━━━ Source material ━━━

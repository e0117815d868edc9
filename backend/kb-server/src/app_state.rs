use kb_config::{BoardConfig, Config, ValidationConfig};
use kb_core::PositionAllocator;

use sqlx::SqlitePool;

/// Shared state handed to every handler
#[derive(Clone)]
pub struct AppState {
    pub pool: SqlitePool,
    pub board: BoardConfig,
    pub validation: ValidationConfig,
}

impl AppState {
    pub fn new(pool: SqlitePool, config: &Config) -> Self {
        Self {
            pool,
            board: config.board.clone(),
            validation: config.validation.clone(),
        }
    }

    pub fn allocator(&self) -> PositionAllocator {
        self.board.allocator()
    }
}
pub mod connection;
pub mod error;
pub mod repositories;

pub use connection::{connect, connect_in_memory, run_migrations};
pub use error::{DbError, Result};
pub use repositories::board_repository::BoardRepository;
pub use repositories::column_repository::ColumnRepository;
pub use repositories::project_repository::ProjectRepository;
pub use repositories::tag_category_repository::TagCategoryRepository;
pub use repositories::tag_repository::TagRepository;
pub use repositories::task_repository::TaskRepository;
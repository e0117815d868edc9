mod filter;
mod models;
mod ordering;

use crate::{Column, Position, Priority, Task};

use uuid::Uuid;

pub(crate) fn pos(value: f64) -> Position {
    Position::new(value).unwrap()
}

pub(crate) fn column_at(board_id: Uuid, value: f64) -> Column {
    Column::new(board_id, format!("Column {}", value), pos(value))
}

pub(crate) fn task_at(column_id: Uuid, value: f64) -> Task {
    Task::new(
        Uuid::new_v4(),
        Uuid::new_v4(),
        column_id,
        format!("Task {}", value),
        pos(value),
    )
}

pub(crate) fn task_with_priority(column_id: Uuid, value: f64, priority: i64) -> Task {
    let mut task = task_at(column_id, value);
    task.priority = Priority::new(priority).unwrap();
    task
}
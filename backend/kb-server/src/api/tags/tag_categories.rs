//! Tag category REST API handlers

use crate::api::input;
use crate::{
    ApiError, ApiResult, AppState, CreateTagCategoryRequest, ListTagCategoriesQuery,
    TagCategoryDto, TagCategoryListResponse, TagCategoryResponse,
};

use kb_core::TagCategory;
use kb_db::{ProjectRepository, TagCategoryRepository};

use axum::{
    Json,
    extract::{Query, State},
};

/// GET /api/tag-categories?projectId=
pub async fn list_tag_categories(
    State(state): State<AppState>,
    Query(query): Query<ListTagCategoriesQuery>,
) -> ApiResult<Json<TagCategoryListResponse>> {
    let project_id = input::parse_id(&query.project_id, "projectId")?;

    let categories = TagCategoryRepository::find_by_project(&state.pool, project_id).await?;

    Ok(Json(TagCategoryListResponse {
        categories: categories.into_iter().map(TagCategoryDto::from).collect(),
    }))
}

/// POST /api/tag-categories
pub async fn create_tag_category(
    State(state): State<AppState>,
    Json(req): Json<CreateTagCategoryRequest>,
) -> ApiResult<Json<TagCategoryResponse>> {
    let project_id = input::parse_id(&req.project_id, "project_id")?;
    let name = input::sanitize_string(&req.name);
    if name.is_empty() {
        return Err(ApiError::validation("Category name cannot be empty", "name"));
    }

    ProjectRepository::find_by_id(&state.pool, project_id)
        .await?
        .ok_or_else(|| ApiError::not_found("Project", project_id))?;

    let position = match req.position {
        Some(position) => position,
        None => TagCategoryRepository::find_by_project(&state.pool, project_id)
            .await?
            .iter()
            .map(|c| c.position + 1)
            .max()
            .unwrap_or(0),
    };

    let mut category = TagCategory::new(project_id, name, position);
    category.color = req.color.as_deref().map(input::sanitize_string);
    TagCategoryRepository::create(&state.pool, &category).await?;

    Ok(Json(TagCategoryResponse {
        category: category.into(),
    }))
}
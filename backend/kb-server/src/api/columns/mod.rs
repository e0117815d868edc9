pub mod column_list_response;
pub mod column_response;
pub mod columns;
pub mod create_column_request;
pub mod list_columns_query;
pub mod move_column_request;
pub mod update_column_request;
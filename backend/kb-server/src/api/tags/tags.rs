//! Tag REST API handlers

use crate::api::input;
use crate::{
    ApiError, ApiResult, AppState, CreateTagRequest, ListTagsQuery, TagDto, TagListResponse,
    TagResponse,
};

use kb_core::Tag;
use kb_db::{TagCategoryRepository, TagRepository};

use axum::{
    Json,
    extract::{Query, State},
};

/// GET /api/tags?projectId=&categoryId=
///
/// Ordered by name.
pub async fn list_tags(
    State(state): State<AppState>,
    Query(query): Query<ListTagsQuery>,
) -> ApiResult<Json<TagListResponse>> {
    let project_id = input::parse_id(&query.project_id, "projectId")?;
    let category_id = input::parse_optional_id(query.category_id.as_deref(), "categoryId")?;

    let tags = TagRepository::find_by_project(&state.pool, project_id, category_id).await?;

    Ok(Json(TagListResponse {
        tags: tags.into_iter().map(TagDto::from).collect(),
    }))
}

/// POST /api/tags
///
/// The tag joins the project of its category.
pub async fn create_tag(
    State(state): State<AppState>,
    Json(req): Json<CreateTagRequest>,
) -> ApiResult<Json<TagResponse>> {
    let category_id = input::parse_id(&req.category_id, "category_id")?;
    let name = input::sanitize_string(&req.name);
    if name.is_empty() {
        return Err(ApiError::validation("Tag name cannot be empty", "name"));
    }

    let category = TagCategoryRepository::find_by_id(&state.pool, category_id)
        .await?
        .ok_or_else(|| ApiError::not_found("Tag category", category_id))?;

    let mut tag = Tag::new(category.project_id, category.id, name);
    tag.color = req.color.as_deref().map(input::sanitize_string);
    TagRepository::create(&state.pool, &tag).await?;

    Ok(Json(TagResponse { tag: tag.into() }))
}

━━━

Problem to solve
Each line in the data that holds the string "collect" should be found and copied.

Result of the task
        categories: categories.into_iter().map(TagCategoryDto::from).collect(),
        tags: tags.into_iter().map(TagDto::from).collect(),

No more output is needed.